### Records supplied

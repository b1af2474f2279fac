//! 사진 업로드 포트.
//!
//! 구현: `dishcam-network` crate (`TelegramUploader`)

use async_trait::async_trait;
use std::path::Path;

use crate::models::capture::UploadOutcome;

/// 메신저 사진 업로더
///
/// 한 번만 시도하고 재시도하지 않는다. 모든 실패는 `UploadOutcome`으로 반환하며
/// 호출 측으로 에러를 던지지 않는다.
#[async_trait]
pub trait PhotoUploader: Send + Sync {
    /// 사진 파일과 캡션 업로드
    async fn upload(&self, photo_path: &Path, caption: &str) -> UploadOutcome;
}
//! 주문 번호 입력 버퍼.

/// 입력 버퍼 최대 길이
const MAX_LEN: usize = 32;

/// 키 입력으로 쌓이는 대기 중 주문 번호
#[derive(Debug, Clone, Default, PartialEq, Eq)]
pub struct OrderCodeBuffer {
    buf: String,
}

impl OrderCodeBuffer {
    /// 빈 버퍼
    pub fn new() -> Self {
        Self::default()
    }

    /// 출력 가능한 ASCII(0x20~0x7E)만 덧붙인다. 반영되면 true.
    pub fn push(&mut self, c: char) -> bool {
        if !(' '..='~').contains(&c) || self.buf.len() >= MAX_LEN {
            return false;
        }
        self.buf.push(c);
        true
    }

    /// 마지막 문자 제거. 제거했으면 true.
    pub fn backspace(&mut self) -> bool {
        self.buf.pop().is_some()
    }

    /// 비우기
    pub fn clear(&mut self) {
        self.buf.clear();
    }

    /// 입력 그대로의 문자열 (화면 표시용)
    pub fn as_str(&self) -> &str {
        &self.buf
    }

    /// 앞뒤 공백을 제거한 값. 비어 있으면 None.
    pub fn value(&self) -> Option<String> {
        let trimmed = self.buf.trim();
        (!trimmed.is_empty()).then(|| trimmed.to_string())
    }
}
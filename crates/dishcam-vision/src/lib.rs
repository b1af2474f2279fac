//! # dishcam-vision
//!
//! 카메라 측 이미지 처리 크레이트.
//! ffmpeg 기반 웹캠 프레임 소스, JPEG 인코딩, 연속 중복 캡처를 잡는
//! SHA-256 지문 게이트를 담당한다.

pub mod capture;
pub mod encoder;
pub mod fingerprint;
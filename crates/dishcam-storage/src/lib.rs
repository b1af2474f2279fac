//! # dishcam-storage
//!
//! 로컬 사진 저장소 어댑터.
//! 캡처 JPEG를 파일명 규칙에 따라 저장하고, 중복 판정된 사진을 삭제한다.
//!
//! ## 모듈
//! - `photo_storage`: 사진 파일 저장소 및 파일명 규칙

pub mod photo_storage;
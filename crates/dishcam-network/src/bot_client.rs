//! 메신저 봇 사진 업로드 클라이언트.
//!
//! `POST {api_base}/bot{token}/sendPhoto` 에 multipart 본문
//! (`chat_id`, `caption`, 파일 필드 `photo`)을 한 번 보낸다.
//! 성공 판정은 HTTP 2xx 여부뿐이며 재시도하지 않는다.

use async_trait::async_trait;
use reqwest::multipart::{Form, Part};
use std::path::Path;
use tracing::{debug, info, warn};

use dishcam_core::config::UploadConfig;
use dishcam_core::error::CoreError;
use dishcam_core::models::capture::UploadOutcome;
use dishcam_core::ports::uploader::PhotoUploader;

/// 업로드 실패 상세에 담을 응답 본문 최대 길이
const DETAIL_MAX_CHARS: usize = 500;

/// 봇 API 사진 업로더
pub struct TelegramUploader {
    http_client: reqwest::Client,
    api_base: String,
    /// 봇 토큰 (URL 경로에 들어가므로 로그에 남기지 않음)
    bot_token: String,
    chat_id: String,
}

impl TelegramUploader {
    /// 새 업로더 생성
    pub fn new(config: &UploadConfig, bot_token: &str, chat_id: &str) -> Result<Self, CoreError> {
        let http_client = reqwest::Client::builder()
            .timeout(config.timeout())
            .build()
            .map_err(|e| CoreError::Network(format!("HTTP 클라이언트 생성 실패: {e}")))?;

        debug!(api_base = %config.api_base, chat_id, "TelegramUploader 초기화");

        Ok(Self {
            http_client,
            api_base: config.api_base.trim_end_matches('/').to_string(),
            bot_token: bot_token.to_string(),
            chat_id: chat_id.to_string(),
        })
    }

    fn send_photo_url(&self) -> String {
        format!("{}/bot{}/sendPhoto", self.api_base, self.bot_token)
    }

    /// 토큰이 섞였을 수 있는 에러 문자열 마스킹
    fn redact(&self, message: String) -> String {
        if self.bot_token.is_empty() {
            message
        } else {
            message.replace(&self.bot_token, "***")
        }
    }

    async fn build_form(&self, photo_path: &Path, caption: &str) -> Result<Form, CoreError> {
        let bytes = tokio::fs::read(photo_path).await?;
        let file_name = photo_path
            .file_name()
            .map(|n| n.to_string_lossy().into_owned())
            .unwrap_or_else(|| "photo.jpg".to_string());

        let part = Part::bytes(bytes)
            .file_name(file_name)
            .mime_str("image/jpeg")
            .map_err(|e| CoreError::Internal(format!("multipart 구성 실패: {e}")))?;

        Ok(Form::new()
            .text("chat_id", self.chat_id.clone())
            .text("caption", caption.to_string())
            .part("photo", part))
    }
}

#[async_trait]
impl PhotoUploader for TelegramUploader {
    async fn upload(&self, photo_path: &Path, caption: &str) -> UploadOutcome {
        let form = match self.build_form(photo_path, caption).await {
            Ok(form) => form,
            Err(e) => {
                warn!("업로드 준비 실패: {}: {e}", photo_path.display());
                return UploadOutcome::failure(e.to_string());
            }
        };

        let response = match self
            .http_client
            .post(self.send_photo_url())
            .multipart(form)
            .send()
            .await
        {
            Ok(response) => response,
            Err(e) => {
                let detail = self.redact(format!("업로드 요청 실패: {e}"));
                warn!("{detail}");
                return UploadOutcome::failure(detail);
            }
        };

        let status = response.status();
        let body = response.text().await.unwrap_or_default();
        let detail: String = body.chars().take(DETAIL_MAX_CHARS).collect();

        if status.is_success() {
            info!("사진 업로드 완료: {}", photo_path.display());
            UploadOutcome::success(detail)
        } else {
            warn!(status = %status, "사진 업로드 실패: {detail}");
            UploadOutcome::failure(format!("HTTP {status}: {detail}"))
        }
    }
}

// ============================================================
// 테스트
// ============================================================
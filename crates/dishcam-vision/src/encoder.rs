//! JPEG 인코더.
//!
//! 카메라 RGB8 프레임을 저장/업로드용 JPEG 바이트로 변환한다.

use dishcam_core::error::CoreError;
use dishcam_core::models::capture::Frame;
use image::codecs::jpeg::JpegEncoder;
use image::ExtendedColorType;
use tracing::debug;

/// JPEG 인코딩
///
/// `quality`는 1~100 범위로 보정된다.
pub fn encode_jpeg(frame: &Frame, quality: u8) -> Result<Vec<u8>, CoreError> {
    let expected = Frame::rgb_len(frame.width, frame.height);
    if frame.data.len() != expected {
        return Err(CoreError::Encoding(format!(
            "프레임 크기 불일치: {}x{} → {} bytes 필요, {} bytes 수신",
            frame.width,
            frame.height,
            expected,
            frame.data.len()
        )));
    }

    let quality = quality.clamp(1, 100);
    let mut out = Vec::with_capacity(expected / 8);
    JpegEncoder::new_with_quality(&mut out, quality)
        .encode(&frame.data, frame.width, frame.height, ExtendedColorType::Rgb8)
        .map_err(|e| CoreError::Encoding(format!("JPEG 인코딩 실패: {e}")))?;

    debug!(
        "JPEG 인코딩: {}x{} → {} bytes (품질 {})",
        frame.width,
        frame.height,
        out.len(),
        quality
    );

    Ok(out)
}

#[cfg(test)]
mod tests {
    use super::*;
    use chrono::Local;

    fn solid_frame(w: u32, h: u32, rgb: [u8; 3]) -> Frame {
        let data = rgb
            .iter()
            .copied()
            .cycle()
            .take(Frame::rgb_len(w, h))
            .collect();
        Frame {
            width: w,
            height: h,
            data,
            captured_at: Local::now(),
        }
    }

    #[test]
    fn encodes_valid_jpeg() {
        let frame = solid_frame(64, 48, [200, 120, 40]);
        let jpeg = encode_jpeg(&frame, 90).unwrap();

        // SOI / EOI 마커
        assert_eq!(&jpeg[..2], &[0xFF, 0xD8]);
        assert_eq!(&jpeg[jpeg.len() - 2..], &[0xFF, 0xD9]);

        let decoded = image::load_from_memory(&jpeg).unwrap();
        assert_eq!(decoded.width(), 64);
        assert_eq!(decoded.height(), 48);
    }

    #[test]
    fn same_frame_encodes_identically() {
        let frame = solid_frame(32, 32, [10, 20, 30]);
        assert_eq!(
            encode_jpeg(&frame, 85).unwrap(),
            encode_jpeg(&frame, 85).unwrap()
        );
    }

    #[test]
    fn short_buffer_rejected() {
        let mut frame = solid_frame(8, 8, [0, 0, 0]);
        frame.data.truncate(10);
        assert!(matches!(
            encode_jpeg(&frame, 90),
            Err(CoreError::Encoding(_))
        ));
    }
}
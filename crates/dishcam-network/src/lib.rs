//! # dishcam-network
//!
//! 외부 서비스 네트워크 어댑터.
//! 캡처 사진의 품질 분석(비전 모델 API)과 메신저 봇 업로드를 담당한다.
//!
//! ## 사용 예시
//!
//! ```rust,ignore
//! use dishcam_network::bot_client::TelegramUploader;
//! use dishcam_network::vision_client::RemoteVisionAnalyzer;
//!
//! let uploader = TelegramUploader::new(&config.upload, &secrets.bot_token, &secrets.chat_id)?;
//! let outcome = uploader.upload(&path, &caption).await;
//! ```

pub mod bot_client;
pub mod vision_client;
//! 프로세스 환경변수에서 읽는 시크릿.
//!
//! 누락은 캡처 단위 에러가 아니라 시작 시 에러다.

use std::fmt;

use crate::error::CoreError;

/// 봇 토큰 환경변수
pub const BOT_TOKEN_VAR: &str = "BOT_TOKEN";
/// 채팅/채널 ID 환경변수
pub const CHAT_ID_VAR: &str = "CHAT_ID";
/// 분석 서비스 API 키 환경변수
pub const ANALYSIS_API_KEY_VAR: &str = "OPENAI_API_KEY";

/// 런타임 시크릿 묶음
#[derive(Clone)]
pub struct Secrets {
    /// 메신저 봇 토큰
    pub bot_token: String,
    /// 업로드 대상 채팅/채널 ID
    pub chat_id: String,
    /// 분석 서비스 API 키 (분석 비활성화 시 None 허용)
    pub analysis_api_key: Option<String>,
}

impl Secrets {
    /// 프로세스 환경변수에서 로드
    pub fn from_env(require_analysis_key: bool) -> Result<Self, CoreError> {
        Self::from_lookup(|name| std::env::var(name).ok(), require_analysis_key)
    }

    /// 임의 조회 함수에서 로드 (공백뿐인 값은 누락으로 취급)
    pub fn from_lookup<F>(lookup: F, require_analysis_key: bool) -> Result<Self, CoreError>
    where
        F: Fn(&str) -> Option<String>,
    {
        let get = |name: &str| {
            lookup(name)
                .map(|v| v.trim().to_string())
                .filter(|v| !v.is_empty())
        };

        let bot_token =
            get(BOT_TOKEN_VAR).ok_or_else(|| CoreError::MissingSecret(BOT_TOKEN_VAR.into()))?;
        let chat_id =
            get(CHAT_ID_VAR).ok_or_else(|| CoreError::MissingSecret(CHAT_ID_VAR.into()))?;
        let analysis_api_key = get(ANALYSIS_API_KEY_VAR);

        if require_analysis_key && analysis_api_key.is_none() {
            return Err(CoreError::MissingSecret(ANALYSIS_API_KEY_VAR.into()));
        }

        Ok(Self {
            bot_token,
            chat_id,
            analysis_api_key,
        })
    }
}

impl fmt::Debug for Secrets {
    fn fmt(&self, f: &mut fmt::Formatter<'_>) -> fmt::Result {
        f.debug_struct("Secrets")
            .field("bot_token", &"***")
            .field("chat_id", &self.chat_id)
            .field(
                "analysis_api_key",
                &self.analysis_api_key.as_ref().map(|_| "***"),
            )
            .finish()
    }
}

######

Prompt:
Print the records verbatim, stopping after the "self.buf.clear();" line.

Output below:
repository b1af2474f2279fac
//! 사진 업로드 포트.
//!
//! 구현: `dishcam-network` crate (`TelegramUploader`)

use async_trait::async_trait;
use std::path::Path;

use crate::models::capture::UploadOutcome;

/// 메신저 사진 업로더
///
/// 한 번만 시도하고 재시도하지 않는다. 모든 실패는 `UploadOutcome`으로 반환하며
/// 호출 측으로 에러를 던지지 않는다.
#[async_trait]
pub trait PhotoUploader: Send + Sync {
    /// 사진 파일과 캡션 업로드
    async fn upload(&self, photo_path: &Path, caption: &str) -> UploadOutcome;
}
//! 주문 번호 입력 버퍼.

/// 입력 버퍼 최대 길이
const MAX_LEN: usize = 32;

/// 키 입력으로 쌓이는 대기 중 주문 번호
#[derive(Debug, Clone, Default, PartialEq, Eq)]
pub struct OrderCodeBuffer {
    buf: String,
}

impl OrderCodeBuffer {
    /// 빈 버퍼
    pub fn new() -> Self {
        Self::default()
    }

    /// 출력 가능한 ASCII(0x20~0x7E)만 덧붙인다. 반영되면 true.
    pub fn push(&mut self, c: char) -> bool {
        if !(' '..='~').contains(&c) || self.buf.len() >= MAX_LEN {
            return false;
        }
        self.buf.push(c);
        true
    }

    /// 마지막 문자 제거. 제거했으면 true.
    pub fn backspace(&mut self) -> bool {
        self.buf.pop().is_some()
    }

    /// 비우기
    pub fn clear(&mut self) {
        self.buf.clear();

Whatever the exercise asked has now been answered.